- WHAT YOU ARE ASKED TO DO
Go through the records and report each line in which the word "machine" occurs.

- Saved entries
------

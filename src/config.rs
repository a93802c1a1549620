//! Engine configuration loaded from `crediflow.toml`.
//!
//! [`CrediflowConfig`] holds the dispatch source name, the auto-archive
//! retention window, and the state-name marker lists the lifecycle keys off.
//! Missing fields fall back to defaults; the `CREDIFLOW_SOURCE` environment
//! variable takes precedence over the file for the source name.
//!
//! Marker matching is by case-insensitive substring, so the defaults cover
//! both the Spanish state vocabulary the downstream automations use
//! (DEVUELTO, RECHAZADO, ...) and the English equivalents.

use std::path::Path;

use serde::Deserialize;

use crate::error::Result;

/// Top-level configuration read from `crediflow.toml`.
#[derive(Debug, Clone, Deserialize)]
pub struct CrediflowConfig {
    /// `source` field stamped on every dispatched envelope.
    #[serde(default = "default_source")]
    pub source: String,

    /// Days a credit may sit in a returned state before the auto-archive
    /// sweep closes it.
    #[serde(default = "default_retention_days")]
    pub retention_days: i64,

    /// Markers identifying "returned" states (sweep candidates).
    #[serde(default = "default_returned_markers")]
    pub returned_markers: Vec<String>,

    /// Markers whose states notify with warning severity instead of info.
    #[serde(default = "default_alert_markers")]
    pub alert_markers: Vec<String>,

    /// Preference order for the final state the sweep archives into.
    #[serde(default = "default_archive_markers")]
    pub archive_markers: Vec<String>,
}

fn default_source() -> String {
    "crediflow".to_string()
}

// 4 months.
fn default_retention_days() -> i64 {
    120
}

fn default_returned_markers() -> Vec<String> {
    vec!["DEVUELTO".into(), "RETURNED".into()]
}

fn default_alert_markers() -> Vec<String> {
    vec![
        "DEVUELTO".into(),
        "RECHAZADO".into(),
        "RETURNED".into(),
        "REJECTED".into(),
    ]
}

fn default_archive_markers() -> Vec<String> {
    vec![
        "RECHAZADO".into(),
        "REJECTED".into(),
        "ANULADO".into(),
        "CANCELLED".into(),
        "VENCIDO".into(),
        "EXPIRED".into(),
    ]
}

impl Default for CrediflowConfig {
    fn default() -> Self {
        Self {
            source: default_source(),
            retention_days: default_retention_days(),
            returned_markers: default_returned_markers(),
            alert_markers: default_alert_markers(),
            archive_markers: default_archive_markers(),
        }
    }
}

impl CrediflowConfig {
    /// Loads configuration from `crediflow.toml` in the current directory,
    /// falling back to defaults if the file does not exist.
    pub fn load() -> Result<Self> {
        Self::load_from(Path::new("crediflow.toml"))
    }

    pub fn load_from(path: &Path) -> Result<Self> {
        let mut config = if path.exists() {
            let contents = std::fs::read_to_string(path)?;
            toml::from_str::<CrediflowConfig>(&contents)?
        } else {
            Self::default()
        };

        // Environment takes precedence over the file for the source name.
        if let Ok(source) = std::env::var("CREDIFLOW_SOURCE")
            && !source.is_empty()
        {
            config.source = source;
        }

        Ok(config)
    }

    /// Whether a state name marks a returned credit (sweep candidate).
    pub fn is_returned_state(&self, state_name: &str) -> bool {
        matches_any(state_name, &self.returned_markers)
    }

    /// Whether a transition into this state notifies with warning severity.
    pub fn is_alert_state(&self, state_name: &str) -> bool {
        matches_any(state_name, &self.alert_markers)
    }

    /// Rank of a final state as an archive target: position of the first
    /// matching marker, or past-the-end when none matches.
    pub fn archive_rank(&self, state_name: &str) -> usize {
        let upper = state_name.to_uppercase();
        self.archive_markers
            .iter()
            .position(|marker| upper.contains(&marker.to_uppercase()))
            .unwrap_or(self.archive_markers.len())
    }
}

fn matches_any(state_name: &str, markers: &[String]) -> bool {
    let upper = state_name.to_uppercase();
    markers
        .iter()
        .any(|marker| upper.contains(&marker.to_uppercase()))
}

------

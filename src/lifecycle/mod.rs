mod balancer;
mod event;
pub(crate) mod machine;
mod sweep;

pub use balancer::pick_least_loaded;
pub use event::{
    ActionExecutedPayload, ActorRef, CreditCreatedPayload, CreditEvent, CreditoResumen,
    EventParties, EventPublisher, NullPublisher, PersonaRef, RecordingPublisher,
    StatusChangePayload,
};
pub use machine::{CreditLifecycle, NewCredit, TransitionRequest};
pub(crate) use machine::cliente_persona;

------

- SOLUTION TO THE EXERCISE
pub(crate) mod machine;
pub use machine::{CreditLifecycle, NewCredit, TransitionRequest};
pub(crate) use machine::cliente_persona;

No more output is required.